Lipids – fats – make great walls for cells and organelles because they are water resistant and dynamic. But those same characteristics also make them hard to image using expansion microscopy, a technique that works for magnifying other cell components.
Researchers in the lab of Jeremy Baskin, associate professor of chemistry and chemical biology in the College of Arts and Sciences and member of the Weill Institute for Cell and Molecular Biology, have discovered a way to apply expansion microscopy, which expands cell components to make them more visible, to lipids using click chemistry, recognized with the 2022 Nobel Prize in Chemistry.
“Lipid Expansion Microscopy” published in the Journal of the American Chemical Society on October 3, a few days before Baskin’s related doctoral research appeared in the chemistry Nobel Prize announcement.
Lipid Expansion Microscopy (LExM) enables closer study of biological membranes, the site of critical cell signaling and nutrient exchange, said Brittany White-Mathieu, National Institutes of Health Postdoctoral Fellow in the Baskin Lab and first author of the paper.
“If these processes are disrupted, it can lead to disease,” White-Mathieu said. “Being able to image membrane interactions or just how membranes change when they are introduced to certain stimuli can shed light on how cells respond to external things that can be good or bad for our bodies.”

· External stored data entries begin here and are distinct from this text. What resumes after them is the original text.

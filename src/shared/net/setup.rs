use crate::shared::log;
use crate::shared::net::tcp_server::*;
use crate::shared::net::traits::*;
use crate::shared::net::udp_server::*;
use std::io::Write;
use std::sync::{atomic, mpsc, Arc};
use std::{net, thread, time};

/// Setup and start UDP and TCP dns servers. Every server runs in its own
/// thread, when one of them errors or exits, the current thread is notified
/// and also the other server is teared down.
pub fn start_servers<H: DnsHandler>(handler: Arc<H>, udp_params: UdpParams, tcp_params: TcpParams) {
    let (tx, rx) = mpsc::channel();
    let stop = Arc::new(atomic::AtomicBool::new(false));

    // Setup udp parameters and spawn the udp server in a new thread.
    let udp_params_clone = udp_params.clone();
    let handler_clone = Arc::clone(&handler);
    let stop_clone = Arc::clone(&stop);
    let tx_clone = tx.clone();
    thread::spawn(move || {
        start_udp_server(handler_clone, udp_params_clone, &stop_clone);
        log::warn!("UDP server shut down.");
        tx_clone.send(()).unwrap();
    });

    // Setup tcp parameters and spawn the tcp server in a new thread.
    let tcp_params_clone = tcp_params.clone();
    let handler_clone = Arc::clone(&handler);
    let stop_clone = Arc::clone(&stop);
    let tx_clone = tx.clone();
    thread::spawn(move || {
        start_tcp_server(handler_clone, tcp_params_clone, &stop_clone);
        log::warn!("TCP server shut down.");
        tx_clone.send(()).unwrap();
    });

    // Wait for errors or teardowns. Note that in any case
    // we have a timeout on the second recv to avoid locks.
    rx.recv().unwrap();
    stop.store(true, atomic::Ordering::SeqCst);
    wake_up_servers(&udp_params, &tcp_params);
    rx.recv_timeout(time::Duration::from_secs(4)).unwrap();
}

/// Dirty hack. The only way to interrupt the UDP 'recv' and the TCP 'accept' calls
/// is sending them a message. Those calls are blocking and without this hack the
/// servers cannot unblock and check the stop signal (and so exit properly).
#[allow(unused_must_use)]
fn wake_up_servers(udp_conf: &UdpParams, tcp_conf: &TcpParams) {
    let udp_server_addr: (&str, u16) = (&udp_conf.address, udp_conf.port);
    match net::UdpSocket::bind("0.0.0.0:0") {
        Ok(udp_sock) => udp_sock.send_to(&[0], udp_server_addr),
        Err(_) => return,
    };
    let tcp_server_addr: (&str, u16) = (&tcp_conf.address, tcp_conf.port);
    match net::TcpStream::connect(tcp_server_addr) {
        Ok(mut tcp_sock) => tcp_sock.write_all(&[0]),
        Err(_) => return,
    };
}
use std::net::IpAddr;

/// An endpoint of a dns conversation: an IP address plus a port. A distinguished
/// sentinel value, [`Address::unspecified`], stands in for "nameserver whose
/// address is not yet known" wherever the cache has a name but no glue.
#[derive(Debug, Clone, Copy, PartialEq, Eq, Hash, PartialOrd, Ord)]
pub struct Address {
    ip: IpAddr,
    port: u16,
}

impl Address {
    pub fn new(ip: IpAddr, port: u16) -> Self {
        Address { ip, port }
    }

    /// The `NO_ADDRESS` sentinel: `0.0.0.0:0`.
    pub fn unspecified() -> Self {
        Address {
            ip: IpAddr::V4(std::net::Ipv4Addr::UNSPECIFIED),
            port: 0,
        }
    }

    pub fn is_unspecified(&self) -> bool {
        *self == Self::unspecified()
    }

    pub fn ip(&self) -> IpAddr {
        self.ip
    }

    pub fn port(&self) -> u16 {
        self.port
    }

    /// Returns the same address with the port forced to 53, the well-known
    /// dns port. Used right before a query is sent to an authoritative server.
    pub fn with_dns_port(&self) -> Self {
        Address { ip: self.ip, port: 53 }
    }
}

impl From<IpAddr> for Address {
    fn from(ip: IpAddr) -> Self {
        Address { ip, port: 0 }
    }
}

impl std::fmt::Display for Address {
    fn fmt(&self, f: &mut std::fmt::Formatter<'_>) -> std::fmt::Result {
        if self.is_unspecified() {
            write!(f, "NO_ADDRESS")
        } else {
            write!(f, "{}:{}", self.ip, self.port)
        }
    }
}

#[cfg(test)]
mod tests {
    use super::*;

    #[test]
    fn unspecified_is_no_address() {
        assert!(Address::unspecified().is_unspecified());
        let a: Address = "198.41.0.4".parse::<IpAddr>().unwrap().into();
        assert!(!a.is_unspecified());
    }
}
use crate::resolver::back_end::trace::TraceParams;
use serde::{Deserialize, Serialize};

/// Resolver-wide tunables, following the teacher's `Conf`-struct-plus-
/// `validate` style (`serde`-deserializable, validated once on construction)
/// but extended with the resolution engine's own parameters: the explore
/// probability, the RTT/timeout bounds, the per-resolution query ceiling and
/// the EDNS buffer size advertised by the wire executor.
#[derive(Debug, Clone, Serialize, Deserialize)]
pub struct ResolverConf {
    pub max_queries: u64,
    pub edns_buffer_size: u16,
    #[serde(skip, default)]
    pub trace: TraceParams,
    pub dot_trace: bool,
}

impl Default for ResolverConf {
    fn default() -> Self {
        ResolverConf {
            max_queries: 100,
            edns_buffer_size: crate::shared::dns::EDNS_BUFFER_SIZE,
            trace: TraceParams::default(),
            dot_trace: false,
        }
    }
}

impl ResolverConf {
    pub fn validate(&self) -> Result<(), String> {
        if self.max_queries == 0 {
            return Err("invalid 'max_queries' resolver param: cannot be 0".to_string());
        }
        if self.edns_buffer_size == 0 {
            return Err("invalid 'edns_buffer_size' resolver param: cannot be 0".to_string());
        }
        Ok(())
    }
}

#[cfg(test)]
mod tests {
    use super::*;

    #[test]
    fn default_conf_is_valid() {
        assert!(ResolverConf::default().validate().is_ok());
    }

    #[test]
    fn zero_max_queries_is_rejected() {
        let mut conf = ResolverConf::default();
        conf.max_queries = 0;
        assert!(conf.validate().is_err());
    }
}
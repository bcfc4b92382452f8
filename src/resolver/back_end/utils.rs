use crate::resolver::back_end::address::Address;
use crate::shared::dns::{Name, Record, RecordType};

/// The 13 root nameservers, used to prime the nameserver cache when no
/// root-hints file is supplied (tests, and the `roothints` module's own
/// fallback).
pub const ROOT_SERVERS: [(&str, [u8; 4]); 13] = [
    ("a.root-servers.net.", [198, 41, 0, 4]),
    ("b.root-servers.net.", [199, 9, 14, 201]),
    ("c.root-servers.net.", [192, 33, 4, 12]),
    ("d.root-servers.net.", [199, 7, 91, 13]),
    ("e.root-servers.net.", [192, 203, 230, 10]),
    ("f.root-servers.net.", [192, 5, 5, 241]),
    ("g.root-servers.net.", [192, 112, 36, 4]),
    ("h.root-servers.net.", [198, 97, 190, 53]),
    ("i.root-servers.net.", [192, 36, 148, 17]),
    ("j.root-servers.net.", [192, 58, 128, 30]),
    ("k.root-servers.net.", [193, 0, 14, 129]),
    ("l.root-servers.net.", [199, 7, 83, 42]),
    ("m.root-servers.net.", [202, 12, 27, 33]),
];

/// Returns `(name, address)` pairs for the root nameservers, ready to be
/// primed into a [`crate::resolver::back_end::NameserverCache`] at `.`.
pub fn root_zone_nameservers() -> Vec<(Name, Address)> {
    ROOT_SERVERS
        .iter()
        .map(|(name, ip)| {
            let addr = Address::new(std::net::IpAddr::V4(std::net::Ipv4Addr::from(*ip)), 53);
            (Name::from_string(name).unwrap(), addr)
        })
        .collect()
}

/// Extract and return all records of the given type and node from the
/// passed vector. The records are removed from the vector, not cloned.
pub fn extract_records(records: &mut Vec<Record>, kind: RecordType, node: &Name) -> Vec<Record> {
    let mut searched_records = vec![];
    let mut start_from = 0;
    loop {
        if start_from >= records.len() {
            return searched_records;
        }

        let record_index = records[start_from..]
            .iter()
            .enumerate()
            .filter(|(_, rec)| rec.node() == node)
            .find(|(_, rec)| rec.record_type() == kind)
            .map(|(i, _)| i + start_from);

        match record_index {
            None => return searched_records,
            Some(i) => {
                let record = records.swap_remove(i);
                searched_records.push(record);
                start_from = i;
            }
        }
    }
}

/// Extract and return the first record of the given type and node from the
/// passed vector. The record is removed from the vector, not cloned.
pub fn extract_record(records: &mut Vec<Record>, kind: RecordType, node: &Name) -> Option<Record> {
    let record_index = records
        .iter()
        .enumerate()
        .filter(|(_, rec)| rec.node() == node)
        .find(|(_, rec)| rec.record_type() == kind)
        .map(|(i, _)| i)?;

    Some(records.swap_remove(record_index))
}

/// Address of an A or AAAA record, regardless of family.
pub fn record_address(record: &Record) -> Address {
    match record.record_type() {
        RecordType::A => Address::new(std::net::IpAddr::V4(std::net::Ipv4Addr::from(*record.a_data())), 53),
        RecordType::AAAA => Address::new(std::net::IpAddr::V6(std::net::Ipv6Addr::from(*record.aaaa_data())), 53),
        other => panic!("record_address called on unsupported type {:?}", other),
    }
}

#[cfg(test)]
mod tests {
    use super::*;
    use crate::shared::dns::Class;

    #[test]
    fn root_zone_has_thirteen_servers() {
        assert_eq!(root_zone_nameservers().len(), 13);
    }

    #[test]
    fn extract_records_removes_matches_only() {
        let node = Name::from_string("example.com.").unwrap();
        let other = Name::from_string("other.com.").unwrap();
        let mut records = vec![
            Record::A { node: node.clone(), class: Class::IN, ttl: 1, data_len: 4, address: [1, 2, 3, 4] },
            Record::A { node: other, class: Class::IN, ttl: 1, data_len: 4, address: [5, 6, 7, 8] },
        ];
        let extracted = extract_records(&mut records, RecordType::A, &node);
        assert_eq!(extracted.len(), 1);
        assert_eq!(records.len(), 1);
    }
}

Because membranes are made of bilayers – one lipid on one side and another lipid on the other – they are very small, on the order of a couple nanometers, White-Mathieu said, so super-resolution imaging techniques are needed to view the details of these structures.
Expansion microscopy, used to look at proteins, DNA and sugars, hasn’t worked well for lipids, Baskin said. The dynamic nature of membrane formations and processes, sometimes necessary to move the cell’s contents from one side of the membrane to the other, make them difficult to image, especially if you want to image the membranes that are forming those contacts.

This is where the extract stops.